▶ _EXERCISE INSTRUCTIONS_
Only the lines from the top of the data through the line containing "const DEFAULT_MIN_BLOCK: usize = 8;" should be duplicated, exactly as they appear.

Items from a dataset
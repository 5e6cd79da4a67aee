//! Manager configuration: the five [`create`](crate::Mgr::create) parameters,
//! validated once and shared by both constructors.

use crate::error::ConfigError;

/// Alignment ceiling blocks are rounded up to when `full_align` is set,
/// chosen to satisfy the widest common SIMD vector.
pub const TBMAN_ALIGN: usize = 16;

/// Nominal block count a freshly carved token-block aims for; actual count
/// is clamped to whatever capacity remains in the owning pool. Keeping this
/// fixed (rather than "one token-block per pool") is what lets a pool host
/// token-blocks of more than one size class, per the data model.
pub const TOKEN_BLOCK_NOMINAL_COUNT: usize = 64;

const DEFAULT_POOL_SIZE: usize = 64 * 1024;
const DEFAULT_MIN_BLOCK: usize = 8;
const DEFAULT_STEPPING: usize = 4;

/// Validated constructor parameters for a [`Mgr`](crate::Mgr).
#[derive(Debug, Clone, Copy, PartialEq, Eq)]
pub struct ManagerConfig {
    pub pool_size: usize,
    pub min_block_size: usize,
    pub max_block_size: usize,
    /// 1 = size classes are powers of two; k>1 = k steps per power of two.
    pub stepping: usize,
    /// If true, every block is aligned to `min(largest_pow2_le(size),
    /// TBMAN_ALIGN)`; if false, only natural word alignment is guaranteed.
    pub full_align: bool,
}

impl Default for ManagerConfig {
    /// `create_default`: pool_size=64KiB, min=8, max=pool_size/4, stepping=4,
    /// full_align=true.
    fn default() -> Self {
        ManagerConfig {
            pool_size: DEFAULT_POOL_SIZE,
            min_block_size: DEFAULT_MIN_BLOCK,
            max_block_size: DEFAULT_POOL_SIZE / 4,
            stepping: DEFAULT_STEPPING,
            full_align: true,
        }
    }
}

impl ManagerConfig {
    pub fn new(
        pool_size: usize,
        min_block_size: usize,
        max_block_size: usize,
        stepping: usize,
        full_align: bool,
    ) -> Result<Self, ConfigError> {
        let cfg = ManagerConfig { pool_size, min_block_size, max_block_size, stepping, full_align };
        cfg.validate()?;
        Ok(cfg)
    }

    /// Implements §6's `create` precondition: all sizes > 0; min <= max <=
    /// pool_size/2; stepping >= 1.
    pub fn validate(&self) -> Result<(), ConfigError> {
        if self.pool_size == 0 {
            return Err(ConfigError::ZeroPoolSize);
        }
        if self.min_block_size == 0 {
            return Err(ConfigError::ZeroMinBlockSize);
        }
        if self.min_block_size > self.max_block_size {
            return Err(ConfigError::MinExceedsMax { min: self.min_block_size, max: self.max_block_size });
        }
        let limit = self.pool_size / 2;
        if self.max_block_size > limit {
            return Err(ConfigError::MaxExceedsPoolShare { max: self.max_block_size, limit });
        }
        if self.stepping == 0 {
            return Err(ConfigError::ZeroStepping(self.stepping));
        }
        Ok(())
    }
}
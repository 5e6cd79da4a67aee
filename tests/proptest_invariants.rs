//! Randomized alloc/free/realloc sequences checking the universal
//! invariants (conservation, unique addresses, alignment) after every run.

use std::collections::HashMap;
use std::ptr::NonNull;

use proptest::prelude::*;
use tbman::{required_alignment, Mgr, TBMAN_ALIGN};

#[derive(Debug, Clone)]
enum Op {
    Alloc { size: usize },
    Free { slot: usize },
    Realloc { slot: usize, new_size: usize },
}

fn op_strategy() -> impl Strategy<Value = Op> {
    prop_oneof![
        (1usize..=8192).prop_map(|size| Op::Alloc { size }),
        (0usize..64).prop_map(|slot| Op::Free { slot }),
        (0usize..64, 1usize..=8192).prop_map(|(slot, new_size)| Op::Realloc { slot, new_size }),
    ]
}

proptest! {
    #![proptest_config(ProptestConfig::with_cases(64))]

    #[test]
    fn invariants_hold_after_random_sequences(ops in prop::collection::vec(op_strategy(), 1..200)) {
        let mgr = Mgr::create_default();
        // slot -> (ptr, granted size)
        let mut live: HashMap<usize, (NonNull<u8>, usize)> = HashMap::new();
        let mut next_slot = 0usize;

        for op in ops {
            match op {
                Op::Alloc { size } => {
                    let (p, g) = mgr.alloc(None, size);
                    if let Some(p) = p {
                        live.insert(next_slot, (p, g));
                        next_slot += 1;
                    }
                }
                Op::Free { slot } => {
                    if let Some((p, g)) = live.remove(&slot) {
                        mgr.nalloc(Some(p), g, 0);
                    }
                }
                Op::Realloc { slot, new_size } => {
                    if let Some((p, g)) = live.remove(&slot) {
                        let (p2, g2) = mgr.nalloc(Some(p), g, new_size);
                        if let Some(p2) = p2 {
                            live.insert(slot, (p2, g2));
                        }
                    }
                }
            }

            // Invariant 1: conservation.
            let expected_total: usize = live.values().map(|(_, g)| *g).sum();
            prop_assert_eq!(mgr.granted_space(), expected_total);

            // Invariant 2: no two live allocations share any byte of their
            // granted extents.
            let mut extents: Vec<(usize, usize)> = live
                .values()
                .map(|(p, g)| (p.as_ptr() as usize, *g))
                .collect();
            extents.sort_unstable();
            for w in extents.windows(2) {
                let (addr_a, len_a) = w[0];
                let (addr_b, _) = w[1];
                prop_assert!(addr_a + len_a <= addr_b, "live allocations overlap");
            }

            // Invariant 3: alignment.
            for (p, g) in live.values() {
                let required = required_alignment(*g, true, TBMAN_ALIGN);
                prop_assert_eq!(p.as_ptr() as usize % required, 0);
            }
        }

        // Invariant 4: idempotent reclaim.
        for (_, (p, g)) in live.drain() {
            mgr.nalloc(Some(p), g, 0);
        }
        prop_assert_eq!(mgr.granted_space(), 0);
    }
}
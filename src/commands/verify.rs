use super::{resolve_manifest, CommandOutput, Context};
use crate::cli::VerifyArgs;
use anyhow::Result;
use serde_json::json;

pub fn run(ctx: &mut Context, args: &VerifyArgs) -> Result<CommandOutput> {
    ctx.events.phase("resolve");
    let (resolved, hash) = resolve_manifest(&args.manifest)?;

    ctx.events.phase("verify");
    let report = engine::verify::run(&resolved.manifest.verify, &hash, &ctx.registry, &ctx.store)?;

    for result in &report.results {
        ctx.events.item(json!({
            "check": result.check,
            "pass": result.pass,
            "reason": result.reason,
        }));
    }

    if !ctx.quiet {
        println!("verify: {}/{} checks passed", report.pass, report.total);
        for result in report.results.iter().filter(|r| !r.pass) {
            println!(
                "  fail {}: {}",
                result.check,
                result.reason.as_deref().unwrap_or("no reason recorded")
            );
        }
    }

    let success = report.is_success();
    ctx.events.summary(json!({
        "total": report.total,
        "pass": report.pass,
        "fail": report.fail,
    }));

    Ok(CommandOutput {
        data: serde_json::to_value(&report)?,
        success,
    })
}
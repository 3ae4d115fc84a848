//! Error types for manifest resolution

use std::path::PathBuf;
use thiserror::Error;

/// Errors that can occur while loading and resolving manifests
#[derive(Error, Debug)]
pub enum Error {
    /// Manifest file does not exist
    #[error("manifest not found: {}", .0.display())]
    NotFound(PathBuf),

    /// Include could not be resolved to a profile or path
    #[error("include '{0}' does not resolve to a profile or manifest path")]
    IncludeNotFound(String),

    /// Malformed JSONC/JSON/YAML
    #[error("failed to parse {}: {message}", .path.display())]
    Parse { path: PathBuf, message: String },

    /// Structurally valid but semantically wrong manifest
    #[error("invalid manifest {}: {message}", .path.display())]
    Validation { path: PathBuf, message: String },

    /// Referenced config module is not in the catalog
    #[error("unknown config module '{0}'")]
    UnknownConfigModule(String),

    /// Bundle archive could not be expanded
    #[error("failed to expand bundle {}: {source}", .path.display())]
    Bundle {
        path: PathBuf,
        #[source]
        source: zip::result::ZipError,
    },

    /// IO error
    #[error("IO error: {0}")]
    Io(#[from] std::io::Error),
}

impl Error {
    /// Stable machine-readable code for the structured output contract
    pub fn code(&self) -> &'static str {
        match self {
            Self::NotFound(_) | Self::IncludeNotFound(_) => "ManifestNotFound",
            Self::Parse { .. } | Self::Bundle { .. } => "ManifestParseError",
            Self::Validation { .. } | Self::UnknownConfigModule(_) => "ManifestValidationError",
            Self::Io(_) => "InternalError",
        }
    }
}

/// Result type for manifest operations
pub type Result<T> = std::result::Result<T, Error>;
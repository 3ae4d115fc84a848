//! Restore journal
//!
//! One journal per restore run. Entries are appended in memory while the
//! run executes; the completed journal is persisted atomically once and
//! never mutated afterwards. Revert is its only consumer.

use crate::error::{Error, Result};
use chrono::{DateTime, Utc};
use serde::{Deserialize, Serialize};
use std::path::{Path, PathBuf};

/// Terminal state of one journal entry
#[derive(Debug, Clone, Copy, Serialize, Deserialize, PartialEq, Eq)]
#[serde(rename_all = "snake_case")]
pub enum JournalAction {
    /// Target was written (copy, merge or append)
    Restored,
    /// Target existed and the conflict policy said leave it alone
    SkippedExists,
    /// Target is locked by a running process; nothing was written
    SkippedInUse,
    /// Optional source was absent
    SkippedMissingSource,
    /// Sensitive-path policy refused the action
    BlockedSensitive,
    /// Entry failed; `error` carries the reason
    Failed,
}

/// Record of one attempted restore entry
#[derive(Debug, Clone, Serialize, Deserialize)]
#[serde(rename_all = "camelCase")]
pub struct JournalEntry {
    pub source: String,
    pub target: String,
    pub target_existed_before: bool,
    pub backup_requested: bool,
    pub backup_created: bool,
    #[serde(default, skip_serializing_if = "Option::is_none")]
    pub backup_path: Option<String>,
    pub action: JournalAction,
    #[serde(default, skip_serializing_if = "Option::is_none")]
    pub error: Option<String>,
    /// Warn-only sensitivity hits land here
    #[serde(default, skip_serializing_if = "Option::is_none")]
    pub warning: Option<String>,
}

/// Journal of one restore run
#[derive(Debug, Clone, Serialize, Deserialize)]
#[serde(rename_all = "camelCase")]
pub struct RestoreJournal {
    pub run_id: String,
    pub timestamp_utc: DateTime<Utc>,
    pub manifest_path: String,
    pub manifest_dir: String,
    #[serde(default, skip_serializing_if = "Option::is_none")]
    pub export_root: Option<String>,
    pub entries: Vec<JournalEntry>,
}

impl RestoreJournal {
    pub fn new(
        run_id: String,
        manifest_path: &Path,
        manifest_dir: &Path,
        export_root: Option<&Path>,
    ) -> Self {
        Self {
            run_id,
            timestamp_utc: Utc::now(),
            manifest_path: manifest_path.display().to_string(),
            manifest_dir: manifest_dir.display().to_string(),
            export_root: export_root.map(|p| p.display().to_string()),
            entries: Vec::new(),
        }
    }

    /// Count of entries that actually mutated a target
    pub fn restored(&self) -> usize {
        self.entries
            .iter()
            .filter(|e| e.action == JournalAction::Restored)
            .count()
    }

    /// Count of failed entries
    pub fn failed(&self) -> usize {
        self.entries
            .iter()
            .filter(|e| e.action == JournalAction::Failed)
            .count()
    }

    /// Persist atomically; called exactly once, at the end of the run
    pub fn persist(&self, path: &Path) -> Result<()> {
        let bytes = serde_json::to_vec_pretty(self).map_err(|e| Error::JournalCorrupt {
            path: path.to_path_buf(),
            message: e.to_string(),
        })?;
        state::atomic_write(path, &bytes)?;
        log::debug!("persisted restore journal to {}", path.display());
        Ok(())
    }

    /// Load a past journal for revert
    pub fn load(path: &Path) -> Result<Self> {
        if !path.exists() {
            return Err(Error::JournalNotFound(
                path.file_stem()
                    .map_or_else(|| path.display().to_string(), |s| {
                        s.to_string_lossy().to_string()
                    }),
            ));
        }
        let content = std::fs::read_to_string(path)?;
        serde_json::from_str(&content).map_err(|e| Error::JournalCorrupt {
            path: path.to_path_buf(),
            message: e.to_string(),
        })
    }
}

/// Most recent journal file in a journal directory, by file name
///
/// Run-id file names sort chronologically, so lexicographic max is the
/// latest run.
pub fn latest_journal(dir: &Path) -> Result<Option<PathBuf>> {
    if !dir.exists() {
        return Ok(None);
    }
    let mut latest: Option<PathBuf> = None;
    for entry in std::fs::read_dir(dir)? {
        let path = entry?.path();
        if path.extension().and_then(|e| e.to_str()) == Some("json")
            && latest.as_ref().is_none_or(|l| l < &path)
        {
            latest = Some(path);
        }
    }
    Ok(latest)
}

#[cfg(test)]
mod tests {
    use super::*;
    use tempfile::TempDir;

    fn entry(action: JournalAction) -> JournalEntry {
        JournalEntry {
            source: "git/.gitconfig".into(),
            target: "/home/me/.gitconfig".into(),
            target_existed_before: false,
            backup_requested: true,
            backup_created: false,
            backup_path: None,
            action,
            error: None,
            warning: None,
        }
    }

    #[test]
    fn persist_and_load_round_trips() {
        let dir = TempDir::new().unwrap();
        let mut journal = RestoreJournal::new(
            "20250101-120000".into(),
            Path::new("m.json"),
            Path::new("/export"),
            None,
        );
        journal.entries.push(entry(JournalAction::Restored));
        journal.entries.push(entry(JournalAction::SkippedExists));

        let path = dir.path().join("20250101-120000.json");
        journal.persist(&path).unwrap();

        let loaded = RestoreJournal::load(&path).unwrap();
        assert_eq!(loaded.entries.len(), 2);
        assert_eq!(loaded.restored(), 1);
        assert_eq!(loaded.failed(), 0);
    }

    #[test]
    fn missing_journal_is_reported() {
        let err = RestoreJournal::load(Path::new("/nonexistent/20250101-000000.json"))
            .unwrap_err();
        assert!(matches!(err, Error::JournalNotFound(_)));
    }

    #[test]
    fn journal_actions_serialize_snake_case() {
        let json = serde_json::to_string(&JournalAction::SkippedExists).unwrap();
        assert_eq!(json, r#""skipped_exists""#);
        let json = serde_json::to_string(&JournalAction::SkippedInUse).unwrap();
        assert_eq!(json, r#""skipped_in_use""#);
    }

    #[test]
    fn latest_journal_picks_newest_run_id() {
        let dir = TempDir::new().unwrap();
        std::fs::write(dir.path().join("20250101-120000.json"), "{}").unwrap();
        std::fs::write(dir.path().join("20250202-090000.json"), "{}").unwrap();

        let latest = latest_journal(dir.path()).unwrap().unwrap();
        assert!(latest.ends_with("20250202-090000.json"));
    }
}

▶ _EXPECTED OUTPUT_
repository 5e6cd79da4a67aee
//! Manager configuration: the five [`create`](crate::Mgr::create) parameters,
//! validated once and shared by both constructors.

use crate::error::ConfigError;

/// Alignment ceiling blocks are rounded up to when `full_align` is set,
/// chosen to satisfy the widest common SIMD vector.
pub const TBMAN_ALIGN: usize = 16;

/// Nominal block count a freshly carved token-block aims for; actual count
/// is clamped to whatever capacity remains in the owning pool. Keeping this
/// fixed (rather than "one token-block per pool") is what lets a pool host
/// token-blocks of more than one size class, per the data model.
pub const TOKEN_BLOCK_NOMINAL_COUNT: usize = 64;

const DEFAULT_POOL_SIZE: usize = 64 * 1024;
const DEFAULT_MIN_BLOCK: usize = 8;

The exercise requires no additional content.